*** Opening of Data excerpts ***
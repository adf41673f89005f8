use std::fmt;

use serde::Deserialize;
use serde_yaml_ng::Value;

use crate::CheckError;

pub const HELM_RELEASE: &str = "HelmRelease";
pub const HELM_REPOSITORY: &str = "HelmRepository";

/// Parse a (possibly multi-document) YAML stream. Empty documents are dropped.
pub fn parse_documents(content: &str) -> Result<Vec<Value>, serde_yaml_ng::Error> {
    let mut docs = Vec::new();
    for doc in serde_yaml_ng::Deserializer::from_str(content) {
        let value = Value::deserialize(doc)?;
        if !value.is_null() {
            docs.push(value);
        }
    }
    Ok(docs)
}

pub fn kind(doc: &Value) -> Option<&str> {
    doc.get("kind").and_then(Value::as_str)
}

pub fn is_kind(doc: &Value, expected: &str) -> bool {
    kind(doc) == Some(expected)
}

/// Walk nested mapping keys: `lookup(doc, &["spec", "chart", "spec"])`.
pub fn lookup<'a>(doc: &'a Value, path: &[&str]) -> Option<&'a Value> {
    path.iter().try_fold(doc, |node, key| node.get(*key))
}

/// Non-empty string at `path`.
pub fn lookup_str<'a>(doc: &'a Value, path: &[&str]) -> Option<&'a str> {
    lookup(doc, path)
        .and_then(Value::as_str)
        .filter(|s| !s.trim().is_empty())
}

/// Scalar at `path` rendered as text. Chart versions are sometimes written
/// unquoted (`version: 1.0`) and arrive as numbers.
pub fn lookup_scalar(doc: &Value, path: &[&str]) -> Option<String> {
    let text = match lookup(doc, path)? {
        Value::String(s) => s.clone(),
        Value::Number(n) => n.to_string(),
        Value::Bool(b) => b.to_string(),
        _ => return None,
    };
    (!text.trim().is_empty()).then_some(text)
}

/// All `HelmRelease` documents in a stream, in order.
pub fn helm_releases(docs: &[Value]) -> impl Iterator<Item = &Value> {
    docs.iter().filter(|doc| is_kind(doc, HELM_RELEASE))
}

/// `namespace/name` of a HelmRelease.
#[derive(Debug, Clone, PartialEq, Eq, Hash)]
pub struct ReleaseName {
    pub namespace: String,
    pub name: String,
}

impl fmt::Display for ReleaseName {
    fn fmt(&self, f: &mut fmt::Formatter<'_>) -> fmt::Result {
        write!(f, "{}/{}", self.namespace, self.name)
    }
}

/// Locate the first `HelmRelease` in `docs` and check its identity fields.
///
/// Returns `Ok(None)` when the stream holds no HelmRelease at all.
pub fn first_helm_release(docs: &[Value]) -> Result<Option<(ReleaseName, &Value)>, CheckError> {
    let Some((position, doc)) = docs
        .iter()
        .enumerate()
        .find(|(_, doc)| is_kind(doc, HELM_RELEASE))
    else {
        return Ok(None);
    };

    let name = lookup_str(doc, &["metadata", "name"]);
    let namespace = lookup_str(doc, &["metadata", "namespace"]);
    match (name, namespace) {
        (Some(name), Some(namespace)) => Ok(Some((
            ReleaseName {
                namespace: namespace.to_string(),
                name: name.to_string(),
            },
            doc,
        ))),
        (name, namespace) => {
            let missing: Vec<&str> = [
                name.is_none().then_some("metadata.name"),
                namespace.is_none().then_some("metadata.namespace"),
            ]
            .into_iter()
            .flatten()
            .collect();
            Err(CheckError::Parse(format!(
                "HelmRelease {} (document {}) is missing {}",
                name.unwrap_or("<unnamed>"),
                position + 1,
                missing.join(" and ")
            )))
        }
    }
}

#[cfg(test)]
mod tests {
    use super::*;

    #[test]
    fn multi_doc_stream_skips_empty_documents() {
        let docs = parse_documents("---\nkind: A\n---\n---\nkind: B\n").unwrap();
        assert_eq!(docs.len(), 2);
        assert_eq!(kind(&docs[0]), Some("A"));
        assert_eq!(kind(&docs[1]), Some("B"));
    }

    #[test]
    fn invalid_yaml_is_an_error() {
        assert!(parse_documents("kind: [unclosed").is_err());
    }

    #[test]
    fn lookup_nested_paths() {
        let docs = parse_documents("spec:\n  chart:\n    spec:\n      chart: redis\n").unwrap();
        assert_eq!(
            lookup_str(&docs[0], &["spec", "chart", "spec", "chart"]),
            Some("redis")
        );
        assert!(lookup(&docs[0], &["spec", "chartRef"]).is_none());
    }

    #[test]
    fn blank_strings_are_absent() {
        let docs = parse_documents("metadata:\n  name: '  '\n").unwrap();
        assert!(lookup_str(&docs[0], &["metadata", "name"]).is_none());
    }

    #[test]
    fn numeric_version_becomes_text() {
        let docs = parse_documents("version: 1.5\nother: 17\n").unwrap();
        assert_eq!(lookup_scalar(&docs[0], &["version"]).as_deref(), Some("1.5"));
        assert_eq!(lookup_scalar(&docs[0], &["other"]).as_deref(), Some("17"));
    }

    #[test]
    fn first_release_with_metadata() {
        let docs = parse_documents(
            r#"
kind: ConfigMap
metadata: {name: cm}
---
kind: HelmRelease
metadata: {name: app, namespace: default}
---
kind: HelmRelease
metadata: {name: other, namespace: default}
"#,
        )
        .unwrap();
        let (name, doc) = first_helm_release(&docs).unwrap().unwrap();
        assert_eq!(name.to_string(), "default/app");
        assert_eq!(lookup_str(doc, &["metadata", "name"]), Some("app"));
    }

    #[test]
    fn no_release_is_none() {
        let docs = parse_documents("kind: HelmRepository\nmetadata: {name: r}\n").unwrap();
        assert!(first_helm_release(&docs).unwrap().is_none());
    }

    #[test]
    fn missing_namespace_is_parse_error() {
        let docs = parse_documents("kind: HelmRelease\nmetadata: {name: app}\n").unwrap();
        let err = first_helm_release(&docs).unwrap_err();
        assert!(matches!(err, CheckError::Parse(_)));
        assert!(err.to_string().contains("app"));
        assert!(err.to_string().contains("metadata.namespace"));
    }

    #[test]
    fn missing_both_names_lists_both() {
        let docs = parse_documents("kind: HelmRelease\nspec: {}\n").unwrap();
        let err = first_helm_release(&docs).unwrap_err();
        assert!(err.to_string().contains("metadata.name and metadata.namespace"));
    }
}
*** Close of Data excerpts ***
▶ **Exercise goal**:
Reproduce every line of the entries above, unchanged, from the very first one down to and including the line containing "let mut docs = Vec::new();".

▶ **Output of the task**:
repository adf41673f89005f8
use std::fmt;

use serde::Deserialize;
use serde_yaml_ng::Value;

use crate::CheckError;

pub const HELM_RELEASE: &str = "HelmRelease";
pub const HELM_REPOSITORY: &str = "HelmRepository";

/// Parse a (possibly multi-document) YAML stream. Empty documents are dropped.
pub fn parse_documents(content: &str) -> Result<Vec<Value>, serde_yaml_ng::Error> {
    let mut docs = Vec::new();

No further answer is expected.